Gelet op het voorgaande kan voorshands niet worden aangenomen dat gebondenheid aan de beslissing van de tuchtrechter van 9 december 2014 naar maatstaven van redelijkheid en billijkheid onaanvaardbaar is of dat de kans groot is dat die beslissing in een aanhangig te maken bodemprocedure zal worden vernietigd. Bij gebreke daarvan is er geen grond voor het treffen van de door Koppelaar gevorderde voorzieningen.

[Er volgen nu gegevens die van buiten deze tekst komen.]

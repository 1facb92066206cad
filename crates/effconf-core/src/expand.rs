//! `${key}` expansion over a resolved property map
//!
//! Supported forms:
//!
//! - `${key}`: the expanded value of `key`
//! - `${key:default}`: as above, or `default` when `key` is not set
//! - `$${`: a literal `${`
//!
//! Keys and defaults may themselves contain expressions. A default is only
//! expanded when it is used.

use std::collections::BTreeMap;

use effconf_fs::PropertyMap;

use crate::{Error, Result};

/// Expand every value in `values` against the map itself.
pub fn expand_all(values: &PropertyMap) -> Result<PropertyMap> {
    let mut expander = Expander::new(values);
    let mut expanded = PropertyMap::new();
    for key in values.keys() {
        if let Some(value) = expander.expand_key(key)? {
            expanded.insert(key.clone(), value);
        }
    }
    Ok(expanded)
}

/// Expand a single value, resolving references against `values`.
///
/// `property` names the value in error messages.
pub fn expand_value(values: &PropertyMap, property: &str, raw: &str) -> Result<String> {
    let mut expander = Expander::new(values);
    expander.stack.push(property.to_string());
    expander.expand_str(property, raw)
}

struct Expander<'a> {
    values: &'a PropertyMap,
    done: BTreeMap<String, String>,
    /// Keys currently being expanded, outermost first
    stack: Vec<String>,
}

impl<'a> Expander<'a> {
    fn new(values: &'a PropertyMap) -> Self {
        Self {
            values,
            done: BTreeMap::new(),
            stack: Vec::new(),
        }
    }

    fn expand_key(&mut self, key: &str) -> Result<Option<String>> {
        if let Some(value) = self.done.get(key) {
            return Ok(Some(value.clone()));
        }
        if let Some(pos) = self.stack.iter().position(|k| k == key) {
            let mut chain = self.stack[pos..].to_vec();
            chain.push(key.to_string());
            return Err(Error::ExpansionCycle {
                chain: chain.join(" -> "),
            });
        }

        let values = self.values;
        let Some(raw) = values.get(key) else {
            return Ok(None);
        };

        self.stack.push(key.to_string());
        let result = self.expand_str(key, raw);
        self.stack.pop();

        let value = result?;
        self.done.insert(key.to_string(), value.clone());
        Ok(Some(value))
    }

    fn expand_str(&mut self, property: &str, input: &str) -> Result<String> {
        let mut out = String::with_capacity(input.len());
        let mut rest = input;

        while let Some(pos) = rest.find('$') {
            out.push_str(&rest[..pos]);
            let tail = &rest[pos..];

            if let Some(after) = tail.strip_prefix("$${") {
                out.push_str("${");
                rest = after;
            } else if let Some(after) = tail.strip_prefix("${") {
                let end = closing_brace(after).ok_or_else(|| Error::UnterminatedExpression {
                    property: property.to_string(),
                    value: input.to_string(),
                })?;
                let value = self.expand_expression(property, &after[..end])?;
                out.push_str(&value);
                rest = &after[end + 1..];
            } else {
                out.push('$');
                rest = &tail[1..];
            }
        }

        out.push_str(rest);
        Ok(out)
    }

    fn expand_expression(&mut self, property: &str, body: &str) -> Result<String> {
        let (key_part, default) = match top_level_colon(body) {
            Some(pos) => (&body[..pos], Some(&body[pos + 1..])),
            None => (body, None),
        };

        let key = self.expand_str(property, key_part)?;
        if let Some(value) = self.expand_key(&key)? {
            return Ok(value);
        }

        match default {
            Some(default) => self.expand_str(property, default),
            None => Err(Error::UnresolvedReference {
                key,
                property: property.to_string(),
            }),
        }
    }
}

/// Byte offset of the `}` closing an expression whose `${` has already been
/// consumed.
fn closing_brace(s: &str) -> Option<usize> {
    scan_top_level(s, b'}')
}

fn top_level_colon(s: &str) -> Option<usize> {
    scan_top_level(s, b':')
}

fn scan_top_level(s: &str, target: u8) -> Option<usize> {
    let bytes = s.as_bytes();
    let mut depth = 0usize;
    let mut i = 0;
    while i < bytes.len() {
        match bytes[i] {
            b'$' if bytes.get(i + 1) == Some(&b'{') => {
                depth += 1;
                i += 2;
                continue;
            }
            b'}' if depth > 0 => depth -= 1,
            b if b == target && depth == 0 => return Some(i),
            _ => {}
        }
        i += 1;
    }
    None
}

Een belangenafweging kan het voorgaande niet anders maken. Het belang van Koppelaar is duidelijk. Hij wil het polsstokhoogspringen blijven beoefenen op het (top)niveau wat hij ambieert en hij wil zich kwalificeren voor de Olympische Spelen van 2016 in Rio de Janeiro. Om dat te bereiken is het noodzakelijk dat hij in verenigingsverband kan blijven trainen en dat hij kan meedoen aan nationale en internationale wedstrijden. Dat daarbij grote vermogensrechtelijke belangen van Koppelaar op het spel staan is gesteld noch gebleken. Daartegenover staat het belang van de Atletiekunie dat haar leden, van wie uit een onderzoek blijkt dat zij doping hebben gebruikt, zijn gebonden aan de aan hen opgelegde sancties en dat zij niet langer kunnen deelnemen aan door de Atletiekunie georganiseerde wedstrijden. Dat (algemene) belang van de Atletiekunie behoort onder deze omstandigheden zwaarder te wegen dan het belang van Koppelaar.

De slotsom is dat de vorderingen van Koppelaar moeten worden afgewezen.